YOUR OBJECTIVE>
Please copy each line below that contains the string "EventApproved".

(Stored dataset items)
--- START ---
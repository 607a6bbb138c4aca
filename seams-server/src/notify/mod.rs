//! Live notifications
//!
//! Domain changes are published to rooms; each connected client listens to
//! `everyone`, its role room and its own user room. See [`hub`] for the
//! ordering and backpressure rules.

pub mod hub;

pub use hub::{Frame, Notification, NotificationHub, Subscription};

use std::fmt;

use seams_core::{EventStatus, Role};
use serde::Serialize;
use serde_json::json;
use uuid::Uuid;

use crate::db::{Event, Registration};

/// Delivery target
#[derive(Debug, Clone, Copy, PartialEq, Eq, Hash)]
pub enum Room {
    Everyone,
    Role(Role),
    User(Uuid),
}

impl Room {
    /// Rooms a signed-in user listens to
    pub fn for_user(user_id: Uuid, role: Role) -> Vec<Room> {
        vec![Room::Everyone, Room::Role(role), Room::User(user_id)]
    }
}

impl fmt::Display for Room {
    fn fmt(&self, f: &mut fmt::Formatter<'_>) -> fmt::Result {
        match self {
            Room::Everyone => f.write_str("everyone"),
            Room::Role(role) => write!(f, "role:{}", role),
            Room::User(id) => write!(f, "user:{}", id),
        }
    }
}

#[derive(Debug, Clone, Copy, PartialEq, Eq, Hash, Serialize)]
#[serde(rename_all = "snake_case")]
pub enum NotificationKind {
    EventCreated,
    EventUpdated,
    EventDeleted,
    EventStatusUpdated,
    EventApproved,
    RegistrationCreated,
    RegistrationRejected,
    AttendanceVerified,
}

impl NotificationKind {
    pub fn as_str(&self) -> &'static str {
        match self {
            NotificationKind::EventCreated => "event_created",
            NotificationKind::EventUpdated => "event_updated",
            NotificationKind::EventDeleted => "event_deleted",
            NotificationKind::EventStatusUpdated => "event_status_updated",
            NotificationKind::EventApproved => "event_approved",
            NotificationKind::RegistrationCreated => "registration_created",
            NotificationKind::RegistrationRejected => "registration_rejected",
            NotificationKind::AttendanceVerified => "attendance_verified",
        }
    }
}

fn event_summary(event: &Event) -> serde_json::Value {
    json!({
        "id": event.id,
        "title": event.title,
        "date": event.date,
        "category": event.category,
        "status": event.status,
        "organizer_id": event.organizer_id,
    })
}

/// Organizer and admins; students too once the event is public
fn event_audience(event: &Event) -> Vec<Room> {
    let mut rooms = vec![Room::Role(Role::Admin), Room::User(event.organizer_id)];
    if event.status == EventStatus::Approved {
        rooms.push(Room::Role(Role::Student));
    }
    rooms
}

/// Routing of domain changes to rooms
impl NotificationHub {
    pub fn event_created(&self, event: &Event) {
        self.publish(
            NotificationKind::EventCreated,
            vec![Room::Everyone],
            event_summary(event),
        );
    }

    pub fn event_updated(&self, event: &Event) {
        self.publish(
            NotificationKind::EventUpdated,
            event_audience(event),
            event_summary(event),
        );
    }

    pub fn event_deleted(&self, event: &Event) {
        self.publish(
            NotificationKind::EventDeleted,
            event_audience(event),
            json!({ "id": event.id, "title": event.title }),
        );
    }

    pub fn event_status_updated(&self, event: &Event, previous: EventStatus) {
        let mut payload = event_summary(event);
        payload["previous_status"] = json!(previous);
        self.publish(
            NotificationKind::EventStatusUpdated,
            vec![Room::Role(Role::Admin), Room::User(event.organizer_id)],
            payload,
        );
        if event.status == EventStatus::Approved {
            self.publish(
                NotificationKind::EventApproved,
                vec![Room::Role(Role::Student)],
                event_summary(event),
            );
        }
    }

    pub fn registration_created(&self, registration: &Registration, event: &Event) {
        self.publish(
            NotificationKind::RegistrationCreated,
            vec![Room::User(event.organizer_id), Room::Role(Role::Admin)],
            json!({
                "registration_id": registration.id,
                "event_id": event.id,
                "event_title": event.title,
                "student_id": registration.student_id,
                "registered_count": event.registered_count,
            }),
        );
    }

    pub fn registration_rejected(&self, registration: &Registration, event: &Event) {
        self.publish(
            NotificationKind::RegistrationRejected,
            vec![
                Room::User(event.organizer_id),
                Room::Role(Role::Admin),
                Room::User(registration.student_id),
            ],
            json!({
                "registration_id": registration.id,
                "event_id": event.id,
                "event_title": event.title,
                "student_id": registration.student_id,
            }),
        );
    }

    pub fn attendance_verified(&self, registration: &Registration, event: &Event, points: i32) {
        self.publish(
            NotificationKind::AttendanceVerified,
            vec![
                Room::User(event.organizer_id),
                Room::User(registration.student_id),
            ],
            json!({
                "registration_id": registration.id,
                "event_id": event.id,
                "event_title": event.title,
                "student_id": registration.student_id,
                "points_awarded": points,
            }),
        );
    }
}

#[cfg(test)]
mod tests {
    use super::*;
    use std::pin::Pin;
    use std::task::{Context, Poll};

    use chrono::{NaiveDate, Utc};
    use futures_util::Stream;
    use seams_core::{EventCategory, RegistrationStatus};

    /// One subscriber per audience the routing distinguishes
    struct Listeners {
        organizer_id: Uuid,
        student_id: Uuid,
        admin: Subscription,
        organizer: Subscription,
        student: Subscription,
        other_student: Subscription,
        faculty: Subscription,
    }

    impl Listeners {
        fn new(hub: &NotificationHub) -> Self {
            let organizer_id = Uuid::new_v4();
            let student_id = Uuid::new_v4();
            let listen = |id, role| hub.subscribe(Room::for_user(id, role), None);
            Self {
                organizer_id,
                student_id,
                admin: listen(Uuid::new_v4(), Role::Admin),
                organizer: listen(organizer_id, Role::Coordinator),
                student: listen(student_id, Role::Student),
                other_student: listen(Uuid::new_v4(), Role::Student),
                faculty: listen(Uuid::new_v4(), Role::Faculty),
            }
        }
    }

    /// Kinds delivered so far
    fn kinds(sub: &mut Subscription) -> Vec<&'static str> {
        let waker = futures_util::task::noop_waker();
        let mut cx = Context::from_waker(&waker);
        let mut out = Vec::new();
        while let Poll::Ready(Some(frame)) = Pin::new(&mut *sub).poll_next(&mut cx) {
            if let Frame::Notification(n) = frame {
                out.push(n.kind.as_str());
            }
        }
        out
    }

    fn event(organizer_id: Uuid, status: EventStatus) -> Event {
        let now = Utc::now();
        Event {
            id: Uuid::new_v4(),
            title: "Robotics Expo".into(),
            description: "Demos".into(),
            date: NaiveDate::from_ymd_opt(2026, 11, 20).unwrap(),
            time: "10:00".into(),
            end_date: None,
            end_time: None,
            venue: "Lab 3".into(),
            category: EventCategory::Technical,
            points: 10,
            max_participants: None,
            registered_count: 1,
            poster: None,
            coordinators: Vec::new(),
            organizer_id,
            status,
            qr_nonce: None,
            qr_active: false,
            qr_expires_at: None,
            created_at: now,
            updated_at: now,
        }
    }

    fn registration(student_id: Uuid, event: &Event) -> Registration {
        Registration {
            id: Uuid::new_v4(),
            student_id,
            event_id: event.id,
            status: RegistrationStatus::Registered,
            registered_at: Utc::now(),
            attended_at: None,
            verified_by: None,
            points_awarded: 0,
        }
    }

    #[test]
    fn test_event_created_reaches_everyone() {
        let hub = NotificationHub::new(64, 64);
        let mut l = Listeners::new(&hub);
        hub.event_created(&event(l.organizer_id, EventStatus::Pending));

        for sub in [
            &mut l.admin,
            &mut l.organizer,
            &mut l.student,
            &mut l.other_student,
            &mut l.faculty,
        ] {
            assert_eq!(kinds(sub), vec!["event_created"]);
        }
    }

    #[test]
    fn test_pending_event_changes_skip_students() {
        let hub = NotificationHub::new(64, 64);
        let mut l = Listeners::new(&hub);
        let pending = event(l.organizer_id, EventStatus::Pending);
        hub.event_updated(&pending);
        hub.event_deleted(&pending);

        assert_eq!(kinds(&mut l.admin), vec!["event_updated", "event_deleted"]);
        assert_eq!(kinds(&mut l.organizer), vec!["event_updated", "event_deleted"]);
        assert!(kinds(&mut l.student).is_empty());
        assert!(kinds(&mut l.faculty).is_empty());
    }

    #[test]
    fn test_approved_event_changes_reach_students() {
        let hub = NotificationHub::new(64, 64);
        let mut l = Listeners::new(&hub);
        let approved = event(l.organizer_id, EventStatus::Approved);
        hub.event_updated(&approved);
        hub.event_deleted(&approved);

        assert_eq!(kinds(&mut l.student), vec!["event_updated", "event_deleted"]);
        assert_eq!(kinds(&mut l.other_student), vec!["event_updated", "event_deleted"]);
        assert!(kinds(&mut l.faculty).is_empty());
    }

    #[test]
    fn test_approval_announces_to_students() {
        let hub = NotificationHub::new(64, 64);
        let mut l = Listeners::new(&hub);
        hub.event_status_updated(
            &event(l.organizer_id, EventStatus::Approved),
            EventStatus::Pending,
        );

        assert_eq!(kinds(&mut l.admin), vec!["event_status_updated"]);
        assert_eq!(kinds(&mut l.organizer), vec!["event_status_updated"]);
        assert_eq!(kinds(&mut l.student), vec!["event_approved"]);
        assert!(kinds(&mut l.faculty).is_empty());
    }

    #[test]
    fn test_rejection_review_stays_with_admin_and_organizer() {
        let hub = NotificationHub::new(64, 64);
        let mut l = Listeners::new(&hub);
        hub.event_status_updated(
            &event(l.organizer_id, EventStatus::Rejected),
            EventStatus::Pending,
        );

        assert_eq!(kinds(&mut l.admin), vec!["event_status_updated"]);
        assert_eq!(kinds(&mut l.organizer), vec!["event_status_updated"]);
        assert!(kinds(&mut l.student).is_empty());
    }

    #[test]
    fn test_registration_notifications() {
        let hub = NotificationHub::new(64, 64);
        let mut l = Listeners::new(&hub);
        let ev = event(l.organizer_id, EventStatus::Approved);
        let reg = registration(l.student_id, &ev);

        hub.registration_created(&reg, &ev);
        hub.registration_rejected(&reg, &ev);

        let both = vec!["registration_created", "registration_rejected"];
        assert_eq!(kinds(&mut l.admin), both);
        assert_eq!(kinds(&mut l.organizer), both);
        assert_eq!(kinds(&mut l.student), vec!["registration_rejected"]);
        assert!(kinds(&mut l.other_student).is_empty());
        assert!(kinds(&mut l.faculty).is_empty());
    }

    #[test]
    fn test_attendance_verified_skips_admins() {
        let hub = NotificationHub::new(64, 64);
        let mut l = Listeners::new(&hub);
        let ev = event(l.organizer_id, EventStatus::Approved);
        hub.attendance_verified(&registration(l.student_id, &ev), &ev, 10);

        assert_eq!(kinds(&mut l.organizer), vec!["attendance_verified"]);
        assert_eq!(kinds(&mut l.student), vec!["attendance_verified"]);
        assert!(kinds(&mut l.admin).is_empty());
        assert!(kinds(&mut l.other_student).is_empty());
    }

    #[test]
    fn test_room_names() {
        let id = Uuid::nil();
        assert_eq!(Room::Everyone.to_string(), "everyone");
        assert_eq!(Room::Role(Role::Admin).to_string(), "role:admin");
        assert_eq!(
            Room::User(id).to_string(),
            "user:00000000-0000-0000-0000-000000000000"
        );
    }

    #[test]
    fn test_kind_serializes_as_wire_name() {
        for kind in [
            NotificationKind::EventCreated,
            NotificationKind::EventStatusUpdated,
            NotificationKind::AttendanceVerified,
        ] {
            assert_eq!(serde_json::to_value(kind).unwrap(), json!(kind.as_str()));
        }
    }
}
--- END ---
YOUR SOLUTION>
    EventApproved,
            NotificationKind::EventApproved => "event_approved",
                NotificationKind::EventApproved,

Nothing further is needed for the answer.